I am reading The Puzzle Palace by James Bamford. It is an utterly captivating documentation of the National Security Agency. For the longest time I assumed that there was no way that the government could put together something like ECHELON, the system used to monitor all forms of communication all the time. In the midst of this book, not only am I confronted with proof that ECHELON, or some form of it, exists, but also that, yes, the government is that fucked up and the only reason that things work is because 10 times more money than is really required is thrown at every problem.

So ECHELON exists. So Amazon abused information it gathered via Alexis. So every frequent buyer card you have discloses your every purchase. (A member of this list has an interesting defense to the Giant card. He went shopping with a female acquaintance you needed tampons. He suggested use his Giant card and thus screw up the nice orderly stream of data that Giant had pilfered from him to date. You know, a typical guy’s typical purchase: pasta, beer, water, ground beef, tampons… one of these things is not like the other.)

People are so calm about this complete an utter lack of privacy. This has bothered me for a while. But, I think, I have unraveled the problem. The reason why, outside of a few squawkers and FTC lawyers (you know who you are), have been bitching about loss of privacy is because people actual don’t want their privacy. They have traded privacy for the three A’s: acceptance, approval, and acknowledgment.

It used to be that people flocked to organized religion. Why? Acceptance, approval, and acknowledgment. They wanted to be accepted into something bigger than themselves. They wanted approval to raise a brood of kids, beat up on people different than them, and sell flowers at the airport. They wanted to be acknowledge for doing this good deed or that act of charity.

Now, for the three A’s to really be meaningful they had to come from some large authoritarian source. I simply couldn’t turn to a friend and grant them the three A’s; I don’t have that kind of perceived authority.

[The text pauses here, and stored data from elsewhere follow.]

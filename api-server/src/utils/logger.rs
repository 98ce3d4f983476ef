//! Logging Infrastructure
//!
//! Structured logging setup with support for both development and production environments.

use std::path::Path;

/// Initialize the logger
pub fn init_logger() {
    init_logger_with_file(None, None);
}

/// Initialize the logger with optional file output
pub fn init_logger_with_file(log_level: Option<&str>, log_dir: Option<&str>) {
    let level = log_level
        .map(str::to_owned)
        .or_else(|| std::env::var("LOG_LEVEL").ok())
        .unwrap_or_else(|| "info".to_string());

    let subscriber = tracing_subscriber::fmt()
        .with_max_level(level.parse().unwrap_or(tracing::Level::INFO))
        .with_file(false)
        .with_line_number(false)
        .with_thread_ids(false)
        .with_target(false);

    // Add file output if log_dir is provided
    if let Some(dir) = log_dir {
        let log_path = Path::new(dir);
        if log_path.exists()
            && let Some(dir_str) = log_path.to_str()
        {
            let file_appender = tracing_appender::rolling::daily(dir_str, "api-server");
            subscriber.with_writer(file_appender).init();
            return;
        }
    }

    subscriber.init();
}
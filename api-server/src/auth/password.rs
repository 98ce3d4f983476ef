//! Argon2 密码哈希

use argon2::password_hash::rand_core::OsRng;
use argon2::password_hash::{PasswordHash, PasswordHasher, PasswordVerifier, SaltString};
use argon2::Argon2;
use shared::{AppError, AppResult};

/// 生成密码哈希（argon2id，随机盐）
pub fn hash_password(password: &str) -> AppResult<String> {
    let salt = SaltString::generate(&mut OsRng);
    Argon2::default()
        .hash_password(password.as_bytes(), &salt)
        .map(|h| h.to_string())
        .map_err(|e| AppError::internal(format!("Password hashing failed: {e}")))
}

/// 校验密码；哈希格式损坏按校验失败处理（只记日志）
pub fn verify_password(password: &str, hash: &str) -> bool {
    match PasswordHash::new(hash) {
        Ok(parsed) => Argon2::default()
            .verify_password(password.as_bytes(), &parsed)
            .is_ok(),
        Err(e) => {
            tracing::error!("Stored password hash unparseable: {e}");
            false
        }
    }
}
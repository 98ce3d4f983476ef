//! Webhook subscription and delivery models

use serde::{Deserialize, Serialize};
use validator::Validate;

/// Outbound webhook subscription
///
/// `secret` 用于 HMAC-SHA256 签名，创建后不再返回给客户端。
#[derive(Debug, Clone, Serialize, Deserialize)]
#[serde(rename_all = "camelCase")]
pub struct Webhook {
    pub id: i64,
    pub url: String,
    /// Per-subscription HMAC key — write-only
    #[serde(skip_serializing, default)]
    pub secret: String,
    /// Subscribed event types, e.g. ["order.created", "order.completed"]
    pub events: Vec<String>,
    pub is_active: bool,
    pub created_at: i64,
}

impl Webhook {
    pub fn subscribes_to(&self, event_type: &str) -> bool {
        self.is_active && self.events.iter().any(|e| e == event_type)
    }
}

/// Create webhook payload
#[derive(Debug, Clone, Deserialize, Validate)]
#[serde(rename_all = "camelCase")]
pub struct WebhookCreate {
    #[validate(url)]
    pub url: String,
    #[validate(length(min = 16, max = 128))]
    pub secret: String,
    #[validate(length(min = 1))]
    pub events: Vec<String>,
}

/// Update webhook payload
#[derive(Debug, Clone, Deserialize)]
#[serde(rename_all = "camelCase")]
pub struct WebhookUpdate {
    pub url: Option<String>,
    pub events: Option<Vec<String>>,
    pub is_active: Option<bool>,
}

/// Delivery attempt record — persisted regardless of outcome
#[derive(Debug, Clone, Serialize, Deserialize)]
#[serde(rename_all = "camelCase")]
pub struct WebhookDelivery {
    pub id: i64,
    pub webhook_id: i64,
    /// Domain event id (uuid) — matches the X-Event-Id header
    pub event_id: String,
    pub event_type: String,
    /// Final HTTP status, None if the request never completed
    pub status_code: Option<u16>,
    /// First bytes of the subscriber's response body
    pub response_snippet: Option<String>,
    pub attempts: u32,
    pub success: bool,
    pub created_at: i64,
}
//! Audit Logs API Handlers

use std::sync::Arc;

use axum::Json;
use axum::extract::{Query, State};
use serde::Deserialize;

use shared::{ApiResponse, AppResult, PageMeta, Paginated};

use crate::audit::{AuditChainVerification, AuditEntry, AuditQuery};
use crate::core::ServerState;

#[derive(Debug, Deserialize)]
#[serde(rename_all = "camelCase")]
pub struct VerifyQuery {
    pub from: Option<i64>,
    pub to: Option<i64>,
}

/// GET /api/audit-logs - 分页查询（时间/操作/操作人/实体过滤）
pub async fn list(
    State(state): State<Arc<ServerState>>,
    Query(query): Query<AuditQuery>,
) -> AppResult<Json<Paginated<AuditEntry>>> {
    let page = query.page.unwrap_or(1).max(1);
    let per_page = query.per_page.unwrap_or(50).clamp(1, 200);
    let (entries, total) = state.audit.query(&query).await?;
    Ok(Json(Paginated {
        data: entries,
        meta: PageMeta::new(page, per_page, total),
    }))
}

/// GET /api/audit-logs/verify - 哈希链完整性验证
pub async fn verify(
    State(state): State<Arc<ServerState>>,
    Query(query): Query<VerifyQuery>,
) -> AppResult<Json<ApiResponse<AuditChainVerification>>> {
    let report = state.audit.verify_chain(query.from, query.to).await?;
    Ok(Json(ApiResponse::ok(report)))
}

But organized religion does. You are now valued parishioner.

The government does. You are now a valued citizen.

Corporations do. You are now a valued customer.

Why do you struggle so hard to get Premier status on United? Do you really get better service? Not really. I posit that you do that to get the three A’s from United. You are accepted into this “little” club. You receive approval and acknowledgment from them in the form of a little plastic card.

Why do you join a country club?

How does one live knowing full well that there is no such thing are personal privacy? Dunno exactly. I do know that if my privacy is going to be stolen / gifted away, I am going to get every perk I can from it. I think that this lack of personal privacy really shows how transient the outside world is. What I claim is mine is mostly an illusion of possession. I don’t own the work I do at work. I don’t own the right to personal privacy; I pay for it. And maybe that’s it. Maybe in the not to distant future, we will pay for privacy. We will pay for the right not to get reams of spam. We will pay for the right to skip through commercials on TV. We will pay for the ability to block banner ads. Maybe we can pay enough to watch all those extra copies of your credit report go up in smoke? I recently read a privacy note from Aetna; they do not purge themselves of your records if you charge your healthcare carrier. How much are you those records worth to you?

And you know the real pisser about this model of privacy? The “interesting” people are the ones paying for privacy. Corporation are far more interested in the business traveler than the occasional family that flies home to Duluth for a reunion. Amazon is more interested in the CEO who buys ten books every month that the person who occasionally buys a book from Oprah’s booklist. (Face it Tai Chi for Dummies isn’t that interesting.)

So what’s the Big Decision here? Start saving, consider faking your own death, and don’t act surprised when your various mailboxes (both electronic and real) are full of shit you just don’t care about.